= List of Route 66 museums =

A Route 66 museum is a museum devoted primarily to the history of U.S. Route 66, a U.S. Highway which served the states of California, Arizona, New Mexico, Texas, Oklahoma, Kansas, Missouri, and Illinois, in the United States from 1926 until it was bypassed by the Interstate highway system and ultimately decommissioned in June 1985.

In many towns and US states on the former highway, the initial efforts to establish museums to preserve the road's history were led by individual state-level Route 66 associations or local groups.

As each museum is an independent entity, their content varies widely; some cover one state or region, while others cover the entire eight-state route, and many extend to related topics varying from the pre-highway transportation history of a state to the Dust Bowl exodus of the Great Depression, the mobilization of soldiers and equipment for World War II or nostalgia for the post-war highway and classic cars of that era.

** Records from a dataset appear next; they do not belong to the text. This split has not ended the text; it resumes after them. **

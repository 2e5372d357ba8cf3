//! The `:command` language of the REPL.
//!
//! Lines starting with `:` are commands; anything else is rule source.

use strata_foundation::{Error, ErrorKind, Result};

/// A trace subcommand.
#[derive(Clone, Debug, PartialEq, Eq)]
pub enum TraceCommand {
    /// Show buffer statistics.
    Status,
    /// Enable tracing.
    On,
    /// Disable tracing.
    Off,
    /// Show the most recent records.
    Last(usize),
    /// Show the records of one round.
    Round(u32),
    /// Show the records mentioning one rule.
    Rule(String),
    /// Switch between JSON and human output.
    Json(bool),
    /// Drop all records.
    Clear,
}

/// A parsed REPL command.
#[derive(Clone, Debug, PartialEq, Eq)]
pub enum Command {
    /// `:rules`
    Rules,
    /// `:facts` (base graph) or `:facts all` (every session graph).
    Facts {
        /// Include axioms and strata.
        all: bool,
    },
    /// `:assert (s p o) ...`
    Assert(String),
    /// `:load path`
    Load(String),
    /// `:axioms`
    Axioms,
    /// `:run`
    Run,
    /// `:find (s p o)`
    Find(String),
    /// `:strata`
    Strata,
    /// `:stats`
    Stats,
    /// `:trace ...`
    Trace(TraceCommand),
    /// `:why (s p o) [depth]`
    Why {
        /// Statements to explain.
        facts: String,
        /// Explanation depth, if given.
        depth: Option<usize>,
    },
    /// `:reset`
    Reset,
    /// `:help`
    Help,
    /// `:quit`
    Quit,
}

/// Every command name, for completion.
pub const COMMAND_NAMES: &[&str] = &[
    ":rules", ":facts", ":assert", ":load", ":axioms", ":run", ":find", ":strata", ":stats",
    ":trace", ":why", ":reset", ":help", ":quit",
];

fn usage(message: impl Into<String>) -> Error {
    Error::new(ErrorKind::Internal(message.into()))
}

impl Command {
    /// Parses a line. Returns `Ok(None)` if the line is not a command.
    ///
    /// # Errors
    /// Returns an error for an unknown command or bad arguments.
    pub fn parse(input: &str) -> Result<Option<Self>> {
        let input = input.trim();
        let Some(rest) = input.strip_prefix(':') else {
            return Ok(None);
        };
        let (name, args) = rest
            .split_once(char::is_whitespace)
            .map_or((rest, ""), |(n, a)| (n, a.trim()));

        let command = match name {
            "rules" => Self::Rules,
            "facts" => match args {
                "" => Self::Facts { all: false },
                "all" => Self::Facts { all: true },
                other => return Err(usage(format!("usage: :facts [all], got {other}"))),
            },
            "assert" => Self::Assert(required(args, ":assert (s p o) ...")?),
            "load" => Self::Load(required(args, ":load <path>")?),
            "axioms" => Self::Axioms,
            "run" => Self::Run,
            "find" => Self::Find(required(args, ":find (s p o)")?),
            "strata" => Self::Strata,
            "stats" => Self::Stats,
            "trace" => Self::Trace(parse_trace(args)?),
            "why" => parse_why(args)?,
            "reset" => Self::Reset,
            "help" | "h" | "?" => Self::Help,
            "quit" | "q" | "exit" => Self::Quit,
            other => return Err(usage(format!("unknown command :{other}; try :help"))),
        };
        Ok(Some(command))
    }
}

fn required(args: &str, form: &str) -> Result<String> {
    if args.is_empty() {
        Err(usage(format!("usage: {form}")))
    } else {
        Ok(args.to_string())
    }
}

fn parse_trace(args: &str) -> Result<TraceCommand> {
    let words: Vec<_> = args.split_whitespace().collect();
    let number = |word: Option<&&str>| {
        word.and_then(|w| w.parse::<usize>().ok())
            .ok_or_else(|| usage("expected a number"))
    };
    Ok(match words.first().copied() {
        None | Some("status") => TraceCommand::Status,
        Some("on") => TraceCommand::On,
        Some("off") => TraceCommand::Off,
        Some("clear") => TraceCommand::Clear,
        Some("json") => TraceCommand::Json(true),
        Some("human") => TraceCommand::Json(false),
        Some("last") => TraceCommand::Last(words.get(1).map_or(Ok(20), |w| number(Some(w)))?),
        Some("round") => {
            let n = number(words.get(1))?;
            TraceCommand::Round(u32::try_from(n).map_err(|_| usage("round out of range"))?)
        }
        Some("rule") => TraceCommand::Rule(
            words
                .get(1)
                .map(ToString::to_string)
                .ok_or_else(|| usage("usage: :trace rule <name>"))?,
        ),
        Some(other) => return Err(usage(format!("unknown trace option {other}"))),
    })
}

/// `:why` takes statements, optionally followed by a depth after the last
/// closing parenthesis.
fn parse_why(args: &str) -> Result<Command> {
    let facts = required(args, ":why (s p o) [depth]")?;
    if let Some(close) = facts.rfind(')') {
        let tail = facts[close + 1..].trim();
        if !tail.is_empty() {
            let depth = tail
                .parse()
                .map_err(|_| usage(format!("expected a depth, got {tail}")))?;
            return Ok(Command::Why {
                facts: facts[..=close].to_string(),
                depth: Some(depth),
            });
        }
    }
    Ok(Command::Why { facts, depth: None })
}

/// Help text for `:help`.
pub const HELP: &str = "\
Commands:
  :rules               list loaded rules
  :facts [all]         list base facts (all: include axioms and strata)
  :assert (s p o) ...  add facts to the base graph
  :load <path>         load a .rules file or a facts file
  :axioms              assert the axioms of the loaded rules
  :run                 assert axioms and run the rules to a fixpoint
  :find (s p o)        find statements; ?vars and * match anything
  :strata              list stratum graphs and their sizes
  :stats               show reasoner statistics
  :trace [on|off|last N|round N|rule R|json|human|clear]
  :why (s p o) [depth] explain how a fact was derived
  :reset               discard facts, rules and history
  :help                show this help
  :quit                exit

Anything else is read as rule source, e.g.
  [r: (?x rdf:type ex:Employee) -> (?x rdf:type ex:Person)]";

== Arizona Route 66 Museum ==
The Arizona Route 66 Museum opened in Kingman, Arizona on September 29, 2001 during Andy Devine Days. The museum, located in the Powerhouse Visitor Center, formerly the Desert Power & Water Co. Electric Power Plant, depicts the historical evolution of travel along the 35th parallel that became Route 66.

== Berwyn Route 66 Museum ==
The Berwyn Route 66 Museum, which moved to a retail storefront in Berwyn, Illinois in 2011 from a now-defunct Ford dealership, was home to the Berwyn Arts Council gallery and As of 2012 is attempting to rebuild Berwyn's Spindle sculpture, dismantled in 2008.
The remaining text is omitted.